WHAT IS BEING ASKED: Find every line with the string "StreamSink" in the material below and copy it.

DATA UNDER STUDY:
━━━━━━
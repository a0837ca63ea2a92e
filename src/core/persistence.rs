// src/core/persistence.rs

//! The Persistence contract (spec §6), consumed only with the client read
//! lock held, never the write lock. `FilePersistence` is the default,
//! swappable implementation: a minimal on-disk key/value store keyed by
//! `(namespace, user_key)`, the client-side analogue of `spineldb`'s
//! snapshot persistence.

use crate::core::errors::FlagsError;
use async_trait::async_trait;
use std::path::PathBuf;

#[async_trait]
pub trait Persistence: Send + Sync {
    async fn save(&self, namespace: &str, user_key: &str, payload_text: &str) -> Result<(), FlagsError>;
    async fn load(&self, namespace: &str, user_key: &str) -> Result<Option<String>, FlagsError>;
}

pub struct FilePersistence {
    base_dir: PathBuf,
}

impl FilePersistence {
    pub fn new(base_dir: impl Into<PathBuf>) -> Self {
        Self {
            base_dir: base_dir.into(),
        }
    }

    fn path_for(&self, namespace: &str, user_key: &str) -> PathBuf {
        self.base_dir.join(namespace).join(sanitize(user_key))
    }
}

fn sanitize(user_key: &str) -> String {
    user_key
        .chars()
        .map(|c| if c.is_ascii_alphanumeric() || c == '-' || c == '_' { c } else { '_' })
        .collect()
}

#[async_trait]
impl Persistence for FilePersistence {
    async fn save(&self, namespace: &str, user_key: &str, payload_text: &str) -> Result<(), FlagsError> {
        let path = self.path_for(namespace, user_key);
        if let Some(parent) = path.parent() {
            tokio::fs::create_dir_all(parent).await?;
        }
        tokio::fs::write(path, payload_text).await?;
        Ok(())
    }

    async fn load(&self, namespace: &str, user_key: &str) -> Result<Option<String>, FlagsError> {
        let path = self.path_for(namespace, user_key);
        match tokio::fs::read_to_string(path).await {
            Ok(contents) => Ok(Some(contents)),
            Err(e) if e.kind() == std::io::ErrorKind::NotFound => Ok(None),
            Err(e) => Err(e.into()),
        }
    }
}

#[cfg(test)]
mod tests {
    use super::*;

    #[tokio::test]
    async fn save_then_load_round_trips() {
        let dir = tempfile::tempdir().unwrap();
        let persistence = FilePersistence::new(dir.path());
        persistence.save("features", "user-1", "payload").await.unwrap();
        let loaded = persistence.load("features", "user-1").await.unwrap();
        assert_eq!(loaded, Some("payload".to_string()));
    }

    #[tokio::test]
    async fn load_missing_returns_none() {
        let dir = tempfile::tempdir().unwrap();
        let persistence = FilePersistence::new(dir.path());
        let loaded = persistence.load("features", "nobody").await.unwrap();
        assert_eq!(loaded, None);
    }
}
━━━━━━
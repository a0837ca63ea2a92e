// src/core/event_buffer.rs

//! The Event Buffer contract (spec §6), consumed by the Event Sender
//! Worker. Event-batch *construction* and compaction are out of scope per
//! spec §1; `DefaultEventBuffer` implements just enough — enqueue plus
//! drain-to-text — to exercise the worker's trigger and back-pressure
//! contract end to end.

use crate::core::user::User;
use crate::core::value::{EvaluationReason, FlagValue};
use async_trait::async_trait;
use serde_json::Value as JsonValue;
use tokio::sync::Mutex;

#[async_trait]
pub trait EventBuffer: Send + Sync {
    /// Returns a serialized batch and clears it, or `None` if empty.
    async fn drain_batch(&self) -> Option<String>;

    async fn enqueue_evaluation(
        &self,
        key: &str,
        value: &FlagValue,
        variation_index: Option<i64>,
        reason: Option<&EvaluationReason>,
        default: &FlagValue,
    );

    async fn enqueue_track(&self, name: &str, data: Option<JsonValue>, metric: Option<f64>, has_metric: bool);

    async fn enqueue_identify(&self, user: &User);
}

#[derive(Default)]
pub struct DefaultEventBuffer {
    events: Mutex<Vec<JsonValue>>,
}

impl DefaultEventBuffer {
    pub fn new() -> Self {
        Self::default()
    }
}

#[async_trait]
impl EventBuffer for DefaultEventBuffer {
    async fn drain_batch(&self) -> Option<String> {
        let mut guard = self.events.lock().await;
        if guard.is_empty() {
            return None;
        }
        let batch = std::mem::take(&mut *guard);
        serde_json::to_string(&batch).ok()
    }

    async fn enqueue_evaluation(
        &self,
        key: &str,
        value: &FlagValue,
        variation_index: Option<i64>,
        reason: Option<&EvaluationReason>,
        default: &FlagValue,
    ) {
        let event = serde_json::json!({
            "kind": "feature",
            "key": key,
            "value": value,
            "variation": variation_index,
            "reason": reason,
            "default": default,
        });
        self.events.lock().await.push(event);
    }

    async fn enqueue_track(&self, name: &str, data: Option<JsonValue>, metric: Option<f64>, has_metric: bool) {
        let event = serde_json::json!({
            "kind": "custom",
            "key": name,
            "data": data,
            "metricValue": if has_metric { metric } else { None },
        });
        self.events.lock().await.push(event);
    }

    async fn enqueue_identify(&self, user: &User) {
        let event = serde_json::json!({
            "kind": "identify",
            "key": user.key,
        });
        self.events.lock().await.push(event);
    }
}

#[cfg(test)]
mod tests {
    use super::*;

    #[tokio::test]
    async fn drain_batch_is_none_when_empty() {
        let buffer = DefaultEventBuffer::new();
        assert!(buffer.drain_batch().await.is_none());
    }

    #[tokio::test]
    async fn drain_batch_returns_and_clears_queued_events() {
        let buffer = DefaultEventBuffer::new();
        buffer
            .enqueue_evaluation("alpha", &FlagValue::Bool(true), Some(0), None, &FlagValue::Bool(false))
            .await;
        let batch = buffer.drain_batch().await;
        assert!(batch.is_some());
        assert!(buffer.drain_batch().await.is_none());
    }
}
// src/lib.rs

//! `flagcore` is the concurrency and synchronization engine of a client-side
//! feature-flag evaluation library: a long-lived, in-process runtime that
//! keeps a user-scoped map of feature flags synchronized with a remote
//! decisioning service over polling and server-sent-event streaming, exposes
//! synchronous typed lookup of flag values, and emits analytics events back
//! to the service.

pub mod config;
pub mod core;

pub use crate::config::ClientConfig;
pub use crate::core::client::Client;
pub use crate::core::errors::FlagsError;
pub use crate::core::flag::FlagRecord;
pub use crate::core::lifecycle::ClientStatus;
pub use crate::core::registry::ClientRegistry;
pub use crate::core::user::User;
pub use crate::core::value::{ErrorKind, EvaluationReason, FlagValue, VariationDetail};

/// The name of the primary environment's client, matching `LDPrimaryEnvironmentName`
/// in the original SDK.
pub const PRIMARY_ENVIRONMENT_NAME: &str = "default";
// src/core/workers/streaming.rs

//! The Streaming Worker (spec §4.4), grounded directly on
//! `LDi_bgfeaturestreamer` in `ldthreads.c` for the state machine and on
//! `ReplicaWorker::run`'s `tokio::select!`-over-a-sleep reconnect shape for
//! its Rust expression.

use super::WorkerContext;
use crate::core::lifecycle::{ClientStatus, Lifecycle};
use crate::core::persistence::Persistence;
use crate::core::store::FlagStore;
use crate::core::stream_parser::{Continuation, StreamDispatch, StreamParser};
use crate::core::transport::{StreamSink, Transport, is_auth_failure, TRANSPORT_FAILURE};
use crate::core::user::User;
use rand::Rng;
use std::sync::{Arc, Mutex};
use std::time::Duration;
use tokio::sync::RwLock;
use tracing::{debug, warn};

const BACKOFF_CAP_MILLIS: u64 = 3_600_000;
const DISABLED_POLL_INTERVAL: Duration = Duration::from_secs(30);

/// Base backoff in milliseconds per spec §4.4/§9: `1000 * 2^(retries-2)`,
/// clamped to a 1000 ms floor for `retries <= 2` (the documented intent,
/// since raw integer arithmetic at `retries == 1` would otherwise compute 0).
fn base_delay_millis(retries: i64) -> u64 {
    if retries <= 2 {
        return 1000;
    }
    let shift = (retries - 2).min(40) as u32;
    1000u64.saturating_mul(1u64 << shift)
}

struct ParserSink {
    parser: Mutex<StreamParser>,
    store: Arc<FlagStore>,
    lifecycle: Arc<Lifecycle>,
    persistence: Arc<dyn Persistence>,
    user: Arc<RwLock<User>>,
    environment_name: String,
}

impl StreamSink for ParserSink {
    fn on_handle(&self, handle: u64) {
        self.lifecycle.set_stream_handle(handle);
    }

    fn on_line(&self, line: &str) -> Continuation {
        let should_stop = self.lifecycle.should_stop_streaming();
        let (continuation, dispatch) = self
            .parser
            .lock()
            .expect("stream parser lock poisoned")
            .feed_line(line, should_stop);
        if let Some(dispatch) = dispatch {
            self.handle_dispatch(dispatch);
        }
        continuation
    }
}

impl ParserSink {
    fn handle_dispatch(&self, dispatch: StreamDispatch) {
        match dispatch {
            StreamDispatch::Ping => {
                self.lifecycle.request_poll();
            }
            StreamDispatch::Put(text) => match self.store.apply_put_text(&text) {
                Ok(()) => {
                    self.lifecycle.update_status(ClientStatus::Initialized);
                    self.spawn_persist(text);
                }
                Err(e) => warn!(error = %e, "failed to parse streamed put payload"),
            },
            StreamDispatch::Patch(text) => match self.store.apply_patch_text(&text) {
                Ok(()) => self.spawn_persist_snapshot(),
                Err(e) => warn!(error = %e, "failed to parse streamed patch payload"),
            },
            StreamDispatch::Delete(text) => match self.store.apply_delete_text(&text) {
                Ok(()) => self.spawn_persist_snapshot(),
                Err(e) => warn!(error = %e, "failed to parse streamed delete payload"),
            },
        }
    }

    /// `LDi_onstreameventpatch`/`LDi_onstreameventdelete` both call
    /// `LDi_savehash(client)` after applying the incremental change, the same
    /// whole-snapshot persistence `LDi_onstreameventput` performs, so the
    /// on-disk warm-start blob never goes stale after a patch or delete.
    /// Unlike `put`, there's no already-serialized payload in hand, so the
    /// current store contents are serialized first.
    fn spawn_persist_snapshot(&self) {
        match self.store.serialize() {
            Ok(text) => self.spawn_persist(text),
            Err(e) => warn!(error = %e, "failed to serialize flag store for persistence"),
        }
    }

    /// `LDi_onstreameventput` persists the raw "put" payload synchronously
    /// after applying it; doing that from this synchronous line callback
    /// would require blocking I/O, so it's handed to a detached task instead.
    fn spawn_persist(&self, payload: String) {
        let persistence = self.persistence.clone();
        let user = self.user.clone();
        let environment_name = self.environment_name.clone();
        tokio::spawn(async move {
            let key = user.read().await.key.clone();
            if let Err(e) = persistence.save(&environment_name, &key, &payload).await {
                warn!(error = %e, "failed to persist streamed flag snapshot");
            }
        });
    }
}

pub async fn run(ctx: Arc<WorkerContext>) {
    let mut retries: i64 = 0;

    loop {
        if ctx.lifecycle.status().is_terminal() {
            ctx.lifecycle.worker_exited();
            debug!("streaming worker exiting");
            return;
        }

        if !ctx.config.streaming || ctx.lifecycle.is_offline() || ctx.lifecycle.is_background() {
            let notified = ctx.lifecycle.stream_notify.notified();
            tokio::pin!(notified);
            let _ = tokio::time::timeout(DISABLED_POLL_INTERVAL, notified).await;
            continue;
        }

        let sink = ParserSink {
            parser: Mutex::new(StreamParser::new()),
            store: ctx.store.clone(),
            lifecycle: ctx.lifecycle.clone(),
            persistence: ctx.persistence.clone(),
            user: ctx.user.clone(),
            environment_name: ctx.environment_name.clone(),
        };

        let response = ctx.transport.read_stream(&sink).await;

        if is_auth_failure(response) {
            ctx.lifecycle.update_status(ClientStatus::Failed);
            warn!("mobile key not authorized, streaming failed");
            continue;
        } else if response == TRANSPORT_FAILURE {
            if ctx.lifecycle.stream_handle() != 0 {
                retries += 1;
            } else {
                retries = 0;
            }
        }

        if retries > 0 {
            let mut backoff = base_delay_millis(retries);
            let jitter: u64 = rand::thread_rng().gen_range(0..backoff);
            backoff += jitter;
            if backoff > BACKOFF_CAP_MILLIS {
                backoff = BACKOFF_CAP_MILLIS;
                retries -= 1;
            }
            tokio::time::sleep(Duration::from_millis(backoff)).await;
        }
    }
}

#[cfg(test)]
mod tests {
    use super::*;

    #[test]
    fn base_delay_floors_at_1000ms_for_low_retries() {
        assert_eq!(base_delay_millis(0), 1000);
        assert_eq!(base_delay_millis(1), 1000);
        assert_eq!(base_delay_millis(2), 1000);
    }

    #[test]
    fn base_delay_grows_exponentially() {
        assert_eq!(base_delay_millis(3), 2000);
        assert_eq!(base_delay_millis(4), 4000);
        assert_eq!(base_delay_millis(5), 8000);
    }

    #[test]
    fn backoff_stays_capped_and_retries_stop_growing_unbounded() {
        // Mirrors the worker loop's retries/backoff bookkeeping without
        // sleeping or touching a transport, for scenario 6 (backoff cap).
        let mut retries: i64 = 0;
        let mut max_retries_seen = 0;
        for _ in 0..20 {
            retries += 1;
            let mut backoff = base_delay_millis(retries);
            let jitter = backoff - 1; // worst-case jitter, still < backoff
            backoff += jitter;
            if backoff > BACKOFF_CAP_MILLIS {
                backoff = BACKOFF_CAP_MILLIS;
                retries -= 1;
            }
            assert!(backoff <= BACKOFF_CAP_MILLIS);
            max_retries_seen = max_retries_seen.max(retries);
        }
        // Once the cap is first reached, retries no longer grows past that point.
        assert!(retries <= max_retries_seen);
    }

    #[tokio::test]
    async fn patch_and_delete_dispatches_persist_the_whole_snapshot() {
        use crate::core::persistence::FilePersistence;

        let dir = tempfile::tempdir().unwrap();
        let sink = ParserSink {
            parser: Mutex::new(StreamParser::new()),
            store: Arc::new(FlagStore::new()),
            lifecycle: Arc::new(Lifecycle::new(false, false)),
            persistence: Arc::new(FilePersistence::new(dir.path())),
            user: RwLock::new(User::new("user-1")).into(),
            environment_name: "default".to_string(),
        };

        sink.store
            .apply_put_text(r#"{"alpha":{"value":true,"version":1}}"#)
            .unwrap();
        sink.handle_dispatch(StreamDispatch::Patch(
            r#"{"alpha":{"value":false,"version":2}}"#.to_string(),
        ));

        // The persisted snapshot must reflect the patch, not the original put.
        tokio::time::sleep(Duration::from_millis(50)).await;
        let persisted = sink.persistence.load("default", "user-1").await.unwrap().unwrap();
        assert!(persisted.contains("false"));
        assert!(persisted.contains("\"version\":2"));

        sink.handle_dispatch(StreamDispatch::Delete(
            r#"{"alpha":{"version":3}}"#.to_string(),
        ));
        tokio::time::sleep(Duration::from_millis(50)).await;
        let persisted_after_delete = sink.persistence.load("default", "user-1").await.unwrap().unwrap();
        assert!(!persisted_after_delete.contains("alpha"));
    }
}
━━━━━━
RESULT OF THE EXERCISE:
use crate::core::transport::{StreamSink, Transport, is_auth_failure, TRANSPORT_FAILURE};
impl StreamSink for ParserSink {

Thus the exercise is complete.